Our interviewees were: Rawda Murkos, who is writing her Phd thesis about work of Palestinian women in the British Mandate of Palestine and is employed as an English teacher at the al-Salam School in Kufur Yassif; Tal Giladi, who is attaining his doctorate in philosophy at the Hebrew University and conducts Marx reading courses at the “Left Center” in Tel Aviv; as well as Moshe Zuckermann, sociologist and a professor of history and philosophy at the Tel Aviv University.


GETTING TO THE BOTTOM OF THE CONCEPT

What does “Critique” mean in the “Critique of Political Economy”?

“Where science comes in is to show how the law of value asserts itself.  So, if one wanted to ‘explain’ from the outset all phenomena that apparently contradict the law, one would have to provide the science before the science […] Why then have science at all?”
(Marx-Engels Collected Works, Volume 43, p. 67f., Letter from Marx to Kugelmann, London, July 11, 1868)

The words “critique” and “criticism” are often used.  When we “criticize” something, we often mean that something is not as it should be.  For example, we criticize the fact that there are drastic differences between the amounts in people’s wallets, and that the profits of business are not adequately redistributed.

Marx also engages in criticism in Capital – but in a different way
Marx’s critique is directed against the capitalist mode of production itself, but without making any positive ‘suggestions for improvement’ or proclaiming them as demands.

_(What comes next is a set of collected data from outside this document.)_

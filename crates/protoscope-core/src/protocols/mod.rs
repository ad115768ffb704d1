//! Protocol decoding modules.
//!
//! Each protocol follows a layered structure:
//! - `layout`: sync literal, payload size, checksum range, field offsets and
//!   scales (source of truth)
//! - `parser`: domain-level decoding built on the shared frame skeleton
//!
//! Decoders are pure and contain no I/O; every expected rejection (absent
//! sync, short payload, invalid symbol, failed checksum) folds into `None`
//! so a wrong-protocol buffer looks the same no matter why it failed.

pub(crate) mod common;
pub mod tpms_citroen;

use crate::MessageInfo;
use crate::bits::BitBuffer;

/// A registered protocol decoder. One stateless value per protocol; `decode`
/// either accepts the capture and returns a populated [`MessageInfo`] or
/// rejects it with `None`.
pub trait ProtocolDecoder: Sync {
    fn name(&self) -> &'static str;
    fn decode(&self, bits: &BitBuffer<'_>) -> Option<MessageInfo>;
}

/// Registered decoders in precedence order. Adding a protocol means
/// appending its entry here; existing entries keep their position so
/// identification stays deterministic.
pub static DECODERS: &[&dyn ProtocolDecoder] = &[&tpms_citroen::TpmsCitroen];

/// Try every registered decoder against `bits`, first match wins.
///
/// # Examples
/// ```
/// use protoscope_core::{BitBuffer, identify};
///
/// let bits = BitBuffer::from_bytes(&[0x55; 4]);
/// assert!(identify(&bits).is_none());
/// ```
pub fn identify(bits: &BitBuffer<'_>) -> Option<MessageInfo> {
    identify_with(DECODERS, bits)
}

/// [`identify`] over a caller-supplied decoder set, in slice order.
pub fn identify_with(
    decoders: &[&dyn ProtocolDecoder],
    bits: &BitBuffer<'_>,
) -> Option<MessageInfo> {
    decoders.iter().find_map(|decoder| decoder.decode(bits))
}
//! Bit-level primitives over packed capture buffers.
//!
//! A capture arrives as packed octets plus an exact bit count, with protocol
//! framing at an arbitrary bit offset. [`BitBuffer`] provides bounded,
//! indexed bit access; [`seek_bits`] locates literal sync patterns;
//! [`decode_line_code`] converts fixed-width channel symbols back into
//! payload bits. All three are pure, bounded-time scans.

mod linecode;
mod seek;

pub use linecode::{SymbolTable, SymbolTableError, decode_line_code};
pub use seek::seek_bits;

use thiserror::Error;

#[derive(Debug, Error)]
pub enum BitBufferError {
    #[error("bit count {bit_count} exceeds capacity: {capacity} bits available")]
    ExceedsCapacity { bit_count: usize, capacity: usize },
    #[error("invalid bit character {found:?} at position {position}")]
    InvalidBitChar { found: char, position: usize },
}

/// Immutable view over a packed bit array with a known bit length.
///
/// Bits are indexed MSB-first within each byte: bit 0 is the top bit of
/// `bytes[0]`. The view never exposes bits past `bit_count`, even when the
/// final byte is only partially used.
///
/// # Examples
/// ```
/// use protoscope_core::BitBuffer;
///
/// let bits = BitBuffer::new(&[0b1010_0000], 4).unwrap();
/// assert_eq!(bits.get(0), Some(true));
/// assert_eq!(bits.get(1), Some(false));
/// assert_eq!(bits.get(4), None);
/// ```
#[derive(Debug, Clone, Copy)]
pub struct BitBuffer<'a> {
    bytes: &'a [u8],
    bit_count: usize,
}

impl<'a> BitBuffer<'a> {
    /// Wrap `bytes`, exposing exactly `bit_count` bits.
    pub fn new(bytes: &'a [u8], bit_count: usize) -> Result<Self, BitBufferError> {
        let capacity = bytes.len() * 8;
        if bit_count > capacity {
            return Err(BitBufferError::ExceedsCapacity {
                bit_count,
                capacity,
            });
        }
        Ok(Self { bytes, bit_count })
    }

    /// Wrap `bytes`, exposing every bit.
    pub fn from_bytes(bytes: &'a [u8]) -> Self {
        Self {
            bytes,
            bit_count: bytes.len() * 8,
        }
    }

    /// Number of readable bits.
    pub fn len(&self) -> usize {
        self.bit_count
    }

    pub fn is_empty(&self) -> bool {
        self.bit_count == 0
    }

    /// Bit at `index`, or `None` past the end of the view.
    pub fn get(&self, index: usize) -> Option<bool> {
        if index >= self.bit_count {
            return None;
        }
        let byte = self.bytes[index / 8];
        Some(byte & (0x80 >> (index % 8)) != 0)
    }
}

/// Pack a `'0'`/`'1'` literal into bytes, MSB-first, returning the packed
/// octets and the exact bit count.
///
/// # Examples
/// ```
/// use protoscope_core::{BitBuffer, pack_bit_str};
///
/// let (bytes, bit_count) = pack_bit_str("10110").unwrap();
/// let bits = BitBuffer::new(&bytes, bit_count).unwrap();
/// assert_eq!(bits.len(), 5);
/// assert_eq!(bits.get(2), Some(true));
/// ```
pub fn pack_bit_str(pattern: &str) -> Result<(Vec<u8>, usize), BitBufferError> {
    let mut bytes = vec![0u8; pattern.len().div_ceil(8)];
    for (position, ch) in pattern.chars().enumerate() {
        match ch {
            '0' => {}
            '1' => bytes[position / 8] |= 0x80 >> (position % 8),
            found => return Err(BitBufferError::InvalidBitChar { found, position }),
        }
    }
    Ok((bytes, pattern.len()))
}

His critique is also directed against the political economy of the time, that is to say, the scholarly discipline familiar to us today as “economics”.  Its most important representatives at the time were Adam Smith and David Ricardo.  Among other things, Marx accuses them (and others) of not, or not sufficiently, getting to the bottom of preexisting forms and concepts like value, money, capital, and profit.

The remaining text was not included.